Secure Variant of the McEliece Cryptosystem


The McEliece public-key encryption scheme has become an interesting alternative to standard modern cryptosystems. Compared with other schemes it is not known to be broken by a quantum computer. It is also relatively efficent with a reasonable key size.
This work from the arxiv resource, shows the first construction of a McEliece based public-key cryptosystem secure against chosen ciphertext attacks

Friday 20 April 2012

Researchers' scheme allows encrypted and shareable Google Docs

Yet more cloud based encryption research. Researchers at Trinity College, Dublin are reported by The Register to have developed software providing "'real-time' encryption of data before it is uploaded to the Google servers". The CipherDocs project also goes beyond simple document encryption.

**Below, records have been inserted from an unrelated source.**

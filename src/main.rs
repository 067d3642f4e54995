//! jsmd — generate markdown documentation from JSDoc-annotated JavaScript.
//!
//! Parses `@`-tagged comment blocks and the declarations following them,
//! aggregates everything into one document tree, and renders that tree
//! through a declarative JSON template. The tree itself can be written as
//! JSON for downstream tooling.

mod diag;
mod model;
mod parser;
mod render;
mod tokenizer;
mod tree;

use anyhow::{Context, Result};
use clap::Parser;
use std::fs;
use std::path::{Path, PathBuf};

#[derive(Parser)]
#[command(
    name = "jsmd",
    about = "Generate markdown documentation from JSDoc-annotated JavaScript files"
)]
struct Cli {
    /// Input files, directories or glob patterns. Directories are scanned
    /// (non-recursively) for .js files. Defaults to the current directory.
    inputs: Vec<String>,

    /// Output file for the rendered documentation (stdout if omitted)
    #[arg(short = 'o', long)]
    output: Option<PathBuf>,

    /// Write the aggregated document tree as pretty-printed JSON
    #[arg(long)]
    json: Option<PathBuf>,

    /// Template file (JSON). Falls back to the built-in markdown template.
    #[arg(short = 't', long)]
    template: Option<PathBuf>,

    /// Include @private elements in the rendered output
    #[arg(long)]
    include_private: bool,
}

fn main() -> Result<()> {
    let cli = Cli::parse();

    let inputs = if cli.inputs.is_empty() {
        vec![".".to_string()]
    } else {
        cli.inputs.clone()
    };
    let files = collect_inputs(&inputs)?;

    let mut doc_tree = tree::DocTree::new();
    let mut sink = diag::ConsoleSink;
    for path in &files {
        let content = match fs::read_to_string(path) {
            Ok(content) => content,
            Err(e) => {
                eprintln!("warning: skipping {}: {}", path.display(), e);
                continue;
            }
        };
        let filename = path
            .file_name()
            .map(|n| n.to_string_lossy().into_owned())
            .unwrap_or_else(|| path.display().to_string());
        let mut tok = tokenizer::Tokenizer::new(&filename, &content);
        parser::parse_file(&mut tok, &mut sink, &mut doc_tree);
    }
    doc_tree.finalize();
    let document = doc_tree.into_value();

    if let Some(json_path) = &cli.json {
        let json = serde_json::to_string_pretty(&document)?;
        fs::write(json_path, json)
            .with_context(|| format!("failed to write {}", json_path.display()))?;
    }

    let template = render::load(cli.template.as_deref())?;
    let generator = render::engine::Generator::new(&template, cli.include_private);
    let output = generator.generate(&document)?;

    match &cli.output {
        Some(path) => fs::write(path, &output)
            .with_context(|| format!("failed to write {}", path.display()))?,
        None => print!("{}", output),
    }

    Ok(())
}

/// Expands the input arguments into a sorted, deduplicated file list.
/// Directories are scanned non-recursively for .js files; anything else is
/// tried as a glob pattern.
fn collect_inputs(patterns: &[String]) -> Result<Vec<PathBuf>> {
    let mut files = Vec::new();
    for pattern in patterns {
        let path = Path::new(pattern);
        if path.is_file() {
            files.push(path.to_path_buf());
            continue;
        }
        if path.is_dir() {
            let entries = fs::read_dir(path)
                .with_context(|| format!("failed to read directory: {}", path.display()))?;
            for entry in entries.flatten() {
                let p = entry.path();
                if p.is_file() && p.extension().and_then(|e| e.to_str()) == Some("js") {
                    files.push(p);
                }
            }
            continue;
        }
        let matches: Vec<_> = glob::glob(pattern)
            .with_context(|| format!("invalid glob pattern: {}", pattern))?
            .filter_map(|r| r.ok())
            .filter(|p| p.is_file())
            .collect();
        if matches.is_empty() {
            eprintln!("warning: no files matched: {}", pattern);
        }
        files.extend(matches);
    }
    files.sort();
    files.dedup();
    Ok(files)
}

It preserves Google Docs ability to let users share their documents, thus allowing the secure sharing of encrypted Google docs transparently. It is also secure in the sense that Google would not have access to the encryption keys.

Friday 17 February 2012

Startup Porticor launches with encryption technology for cloud computing

I've come across a number of technologies like this , proposing various ways to keep data securely encrypted in the cloud. The business need for it has got to be extremely high so it will be interesting to see how this area pans out.